**DIRECTIONS:** Return the lines below exactly as they appear, please, starting with the first and ending with the one that contains "filename promosync-engine/src/lib.rs".

(Data items)
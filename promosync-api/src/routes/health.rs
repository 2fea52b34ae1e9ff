//! Process and replica health.
//!
//! `/health/ping` never touches a backend. `/health/replica` reads the slot
//! assignment and the live slot's size in one snapshot, so it fails with
//! 503 when the replica database is unreachable.

use axum::{extract::State, routing::get, Json, Router};
use promosync_storage::Slot;
use serde::{Deserialize, Serialize};

use crate::error::ApiResult;
use crate::state::AppState;

/// Body of `GET /health/replica`.
#[derive(Debug, Clone, PartialEq, Eq, Serialize, Deserialize)]
pub struct ReplicaHealth {
    pub live_slot: Slot,
    /// Completed rotations since the replica was created.
    pub generation: i64,
    pub live_records: u64,
    pub version: String,
    pub uptime_seconds: u64,
}

/// GET /health/ping
pub async fn ping() -> &'static str {
    "pong"
}

/// GET /health/replica
pub async fn replica(State(state): State<AppState>) -> ApiResult<Json<ReplicaHealth>> {
    let (assignment, live_records) = state.replica.live_count().await?;

    Ok(Json(ReplicaHealth {
        live_slot: assignment.live,
        generation: assignment.generation,
        live_records,
        version: env!("CARGO_PKG_VERSION").to_string(),
        uptime_seconds: state.started_at.elapsed().as_secs(),
    }))
}

pub fn create_router() -> Router<AppState> {
    Router::new()
        .route("/ping", get(ping))
        .route("/replica", get(replica))
}
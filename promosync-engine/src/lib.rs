//! promosync Engine - Load and Rebuild
//!
//! - [`IngestionLoader`]: streams an input file into the primary store
//!   through a bounded worker pool and announces the new dataset
//! - [`RebuildCoordinator`]: copies the primary into the shadow replica
//!   slot and rotates it live
//! - [`PromotionService`]: the read and load operations exposed over HTTP

pub mod decode;
pub mod loader;
pub mod rebuild;
pub mod service;

pub use decode::{RawRecord, FIELD_COUNT};
pub use loader::{IngestionLoader, LoadReport, PrimarySink, RecordSink};
pub use rebuild::{stripe_offsets, RebuildCoordinator, RebuildReport};
pub use service::PromotionService;
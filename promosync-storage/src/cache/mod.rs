//! Cache layer for point lookups.
//!
//! [`CacheAside`] fronts the live replica slot with a byte-oriented
//! [`CacheBackend`]. Two backends ship: [`InMemoryCache`] for tests and
//! local runs, and [`LmdbCacheBackend`] for a cache that survives restarts.

pub mod lmdb_backend;
pub mod memory;
pub mod read_through;
pub mod traits;

pub use lmdb_backend::{LmdbCacheBackend, LmdbCacheError};
pub use memory::InMemoryCache;
pub use read_through::{cache_key, CacheAside};
pub use traits::{CacheBackend, CacheStats};
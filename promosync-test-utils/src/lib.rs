//! promosync Test Utilities
//!
//! Shared test infrastructure for the promosync workspace:
//! - Proptest generators for promotions and input documents
//! - Fixtures for records, input lines and metrics
//! - Fault-injecting doubles for stores, caches and transports
//! - Assertions for the error taxonomy

pub use promosync_core::{
    InputError, Promotion, StorageError, SyncError, SyncEvent, SyncMetrics, SyncResult,
    Timestamp, TransportError, ValidationError,
};

use std::sync::atomic::{AtomicU32, Ordering};
use std::sync::{Arc, Mutex};
use std::time::Duration;

use async_trait::async_trait;
use promosync_core::CacheError;
use promosync_events::{EventPublisher, InMemoryBroker, Subscription, Transport};
use promosync_storage::{CacheBackend, CacheStats, InMemoryPrimaryStore, PrimaryStore};

// ============================================================================
// DOUBLES
// ============================================================================

/// Primary store that fails inserts of one chosen id, or every read.
#[derive(Clone)]
pub struct FailingPrimaryStore {
    inner: InMemoryPrimaryStore,
    fail_insert_id: Option<String>,
    fail_reads: bool,
}

impl FailingPrimaryStore {
    /// Fail `insert` for the record with `id`; everything else succeeds.
    pub fn on_insert(id: impl Into<String>) -> Self {
        Self {
            inner: InMemoryPrimaryStore::new(),
            fail_insert_id: Some(id.into()),
            fail_reads: false,
        }
    }

    /// Hold `records` but fail every `batch` call.
    pub fn on_batch(records: impl IntoIterator<Item = Promotion>) -> Self {
        Self {
            inner: InMemoryPrimaryStore::with_records(records),
            fail_insert_id: None,
            fail_reads: true,
        }
    }

    pub fn inner(&self) -> &InMemoryPrimaryStore {
        &self.inner
    }
}

#[async_trait]
impl PrimaryStore for FailingPrimaryStore {
    async fn clear(&self) -> SyncResult<()> {
        self.inner.clear().await
    }

    async fn insert(&self, promotion: &Promotion) -> SyncResult<()> {
        if self.fail_insert_id.as_deref() == Some(promotion.id.as_str()) {
            return Err(StorageError::Query {
                operation: "insert",
                reason: format!("injected failure for {}", promotion.id),
            }
            .into());
        }
        self.inner.insert(promotion).await
    }

    async fn count(&self) -> SyncResult<u64> {
        self.inner.count().await
    }

    async fn batch(&self, offset: u64, limit: u64) -> SyncResult<Vec<Promotion>> {
        if self.fail_reads {
            return Err(StorageError::Query {
                operation: "batch",
                reason: format!("injected failure at offset {}", offset),
            }
            .into());
        }
        self.inner.batch(offset, limit).await
    }
}

/// Transport whose first `failures` sends fail; later sends reach an
/// in-memory broker.
#[derive(Clone)]
pub struct FlakyTransport {
    failures: u32,
    calls: Arc<AtomicU32>,
    broker: InMemoryBroker,
}

impl FlakyTransport {
    pub fn new(failures: u32) -> Self {
        Self {
            failures,
            calls: Arc::new(AtomicU32::new(0)),
            broker: InMemoryBroker::new(),
        }
    }

    /// Transport that never accepts a send.
    pub fn always_failing() -> Self {
        Self::new(u32::MAX)
    }

    /// Number of `send` calls so far, failed ones included.
    pub fn send_calls(&self) -> u32 {
        self.calls.load(Ordering::SeqCst)
    }

    pub fn broker(&self) -> &InMemoryBroker {
        &self.broker
    }
}

#[async_trait]
impl Transport for FlakyTransport {
    async fn send(&self, payload: &[u8]) -> Result<u64, TransportError> {
        let call = self.calls.fetch_add(1, Ordering::SeqCst).saturating_add(1);
        if call <= self.failures {
            return Err(TransportError::Send {
                reason: format!("injected send failure #{}", call),
            });
        }
        self.broker.send(payload).await
    }

    async fn subscribe(&self, consumer: &str) -> Result<Box<dyn Subscription>, TransportError> {
        self.broker.subscribe(consumer).await
    }
}

/// Cache backend where every operation fails.
#[derive(Debug, Clone, Copy, Default)]
pub struct FailingCache;

impl FailingCache {
    fn error() -> CacheError {
        CacheError::Backend {
            reason: "injected cache failure".to_string(),
        }
    }
}

#[async_trait]
impl CacheBackend for FailingCache {
    async fn get(&self, _key: &str) -> Result<Option<Vec<u8>>, CacheError> {
        Err(Self::error())
    }

    async fn set(&self, _key: &str, _value: &[u8], _ttl: Duration) -> Result<(), CacheError> {
        Err(Self::error())
    }

    async fn delete(&self, _key: &str) -> Result<bool, CacheError> {
        Err(Self::error())
    }

    async fn stats(&self) -> Result<CacheStats, CacheError> {
        Err(Self::error())
    }
}

/// Publisher that records every event, optionally failing instead.
#[derive(Clone, Default)]
pub struct RecordingPublisher {
    events: Arc<Mutex<Vec<SyncEvent>>>,
    fail: bool,
}

impl RecordingPublisher {
    pub fn new() -> Self {
        Self::default()
    }

    /// Publisher whose every publish fails as an exhausted retry would.
    pub fn failing() -> Self {
        Self {
            events: Arc::default(),
            fail: true,
        }
    }

    pub fn events(&self) -> Vec<SyncEvent> {
        self.events
            .lock()
            .map(|events| events.clone())
            .unwrap_or_default()
    }

    pub fn count(&self) -> usize {
        self.events().len()
    }
}

#[async_trait]
impl EventPublisher for RecordingPublisher {
    async fn publish(&self, event: &SyncEvent) -> SyncResult<()> {
        if self.fail {
            return Err(TransportError::PublishExhausted {
                attempts: 3,
                last: "injected publish failure".to_string(),
            }
            .into());
        }
        self.events
            .lock()
            .map_err(|_| SyncError::internal("publisher lock poisoned"))?
            .push(event.clone());
        Ok(())
    }
}

// ============================================================================
// PROPTEST GENERATORS
// ============================================================================

pub mod generators {
    //! Proptest strategies for promotions and input documents.

    use super::*;
    use proptest::prelude::*;

    /// Generate a well-formed promotion id.
    pub fn arb_id() -> impl Strategy<Value = String> {
        "[A-Za-z0-9_-]{1,36}"
    }

    /// Generate a strictly positive, finite price with cent precision.
    pub fn arb_price() -> impl Strategy<Value = f64> {
        (1u64..10_000_000).prop_map(|cents| cents as f64 / 100.0)
    }

    /// Generate a whole-second UTC timestamp between 2020 and 2030.
    pub fn arb_expiration() -> impl Strategy<Value = Timestamp> {
        (1577836800i64..1893456000i64).prop_map(|secs| {
            chrono::DateTime::from_timestamp(secs, 0).unwrap_or_else(fixtures::expiration)
        })
    }

    pub fn arb_promotion() -> impl Strategy<Value = Promotion> {
        (arb_id(), arb_price(), arb_expiration()).prop_map(|(id, price, expiration_date)| {
            Promotion {
                id,
                price,
                expiration_date,
            }
        })
    }

    /// Generate up to `max` promotions with distinct ids.
    pub fn arb_promotions(max: usize) -> impl Strategy<Value = Vec<Promotion>> {
        prop::collection::btree_map(arb_id(), (arb_price(), arb_expiration()), 0..=max).prop_map(
            |records| {
                records
                    .into_iter()
                    .map(|(id, (price, expiration_date))| Promotion {
                        id,
                        price,
                        expiration_date,
                    })
                    .collect()
            },
        )
    }
}

// ============================================================================
// TEST FIXTURES
// ============================================================================

pub mod fixtures {
    //! Pre-built records and input documents.

    use super::*;
    use chrono::{TimeZone, Utc};
    use prometheus::Registry;

    /// The expiration used by [`promotion`]: 2030-06-01 12:00:00 UTC.
    pub fn expiration() -> Timestamp {
        Utc.with_ymd_and_hms(2030, 6, 1, 12, 0, 0)
            .single()
            .unwrap_or_else(Utc::now)
    }

    /// A valid promotion with the fixture expiration.
    pub fn promotion(id: &str, price: f64) -> Promotion {
        Promotion {
            id: id.to_string(),
            price,
            expiration_date: expiration(),
        }
    }

    /// `count` valid promotions with ids `promo-0000`, `promo-0001`, ...
    pub fn promotions(count: usize) -> Vec<Promotion> {
        (0..count)
            .map(|i| promotion(&format!("promo-{:04}", i), 1.0 + i as f64 / 100.0))
            .collect()
    }

    /// Render a promotion as one input line.
    pub fn csv_line(promotion: &Promotion) -> String {
        format!(
            "{},{},{} UTC",
            promotion.id,
            promotion.price,
            promotion
                .expiration_date
                .format(promosync_core::EXPIRATION_FORMAT)
        )
    }

    /// Render promotions as an input document, one line each.
    pub fn csv_document(promotions: &[Promotion]) -> String {
        promotions
            .iter()
            .map(|p| csv_line(p) + "\n")
            .collect()
    }

    /// Metrics registered on a throwaway registry.
    pub fn metrics() -> SyncMetrics {
        metrics_with_registry().0
    }

    pub fn metrics_with_registry() -> (SyncMetrics, Registry) {
        let registry = Registry::new();
        match SyncMetrics::new(&registry) {
            Ok(metrics) => (metrics, registry),
            Err(e) => panic!("metric registration on a fresh registry failed: {e}"),
        }
    }
}

// ============================================================================
// CUSTOM ASSERTIONS
// ============================================================================

pub mod assertions {
    //! Assertions over the promosync error taxonomy.

    use super::*;

    /// Assert that `result` failed validation on input line `line`.
    #[track_caller]
    pub fn assert_invalid_line<T: std::fmt::Debug>(result: &SyncResult<T>, line: u64) {
        match result {
            Err(SyncError::Input(InputError::Invalid { line: l, .. })) => {
                assert_eq!(*l, line, "validation error on wrong line");
            }
            other => panic!("Expected invalid data on line {}, got: {:?}", line, other),
        }
    }

    /// Assert that `result` is a field-count error on input line `line`.
    #[track_caller]
    pub fn assert_field_count<T: std::fmt::Debug>(result: &SyncResult<T>, line: u64) {
        match result {
            Err(SyncError::Input(InputError::FieldCount { line: l, .. })) => {
                assert_eq!(*l, line, "field count error on wrong line");
            }
            other => panic!("Expected field count error on line {}, got: {:?}", line, other),
        }
    }

    #[track_caller]
    pub fn assert_storage_error<T: std::fmt::Debug>(result: &SyncResult<T>) {
        match result {
            Err(SyncError::Storage(_)) => {}
            other => panic!("Expected Storage error, got: {:?}", other),
        }
    }

    #[track_caller]
    pub fn assert_transport_error<T: std::fmt::Debug>(result: &SyncResult<T>) {
        match result {
            Err(SyncError::Transport(_)) => {}
            other => panic!("Expected Transport error, got: {:?}", other),
        }
    }

    /// Assert that two record sets hold the same promotions, ignoring order.
    #[track_caller]
    pub fn assert_same_records(left: &[Promotion], right: &[Promotion]) {
        let mut left = left.to_vec();
        let mut right = right.to_vec();
        left.sort_by(|a, b| a.id.cmp(&b.id));
        right.sort_by(|a, b| a.id.cmp(&b.id));
        assert_eq!(left, right);
    }
}

// ============================================================================
// TESTS
// ============================================================================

**TASK RESULT:**
filename promosync-api/src/routes/health.rs
repository 2fea52b34ae1e9ff
//! Process and replica health.
//!
//! `/health/ping` never touches a backend. `/health/replica` reads the slot
//! assignment and the live slot's size in one snapshot, so it fails with
//! 503 when the replica database is unreachable.

use axum::{extract::State, routing::get, Json, Router};
use promosync_storage::Slot;
use serde::{Deserialize, Serialize};

use crate::error::ApiResult;
use crate::state::AppState;

/// Body of `GET /health/replica`.
#[derive(Debug, Clone, PartialEq, Eq, Serialize, Deserialize)]
pub struct ReplicaHealth {
    pub live_slot: Slot,
    /// Completed rotations since the replica was created.
    pub generation: i64,
    pub live_records: u64,
    pub version: String,
    pub uptime_seconds: u64,
}

/// GET /health/ping
pub async fn ping() -> &'static str {
    "pong"
}

/// GET /health/replica
pub async fn replica(State(state): State<AppState>) -> ApiResult<Json<ReplicaHealth>> {
    let (assignment, live_records) = state.replica.live_count().await?;

    Ok(Json(ReplicaHealth {
        live_slot: assignment.live,
        generation: assignment.generation,
        live_records,
        version: env!("CARGO_PKG_VERSION").to_string(),
        uptime_seconds: state.started_at.elapsed().as_secs(),
    }))
}

pub fn create_router() -> Router<AppState> {
    Router::new()
        .route("/ping", get(ping))
        .route("/replica", get(replica))
}
filename promosync-engine/src/lib.rs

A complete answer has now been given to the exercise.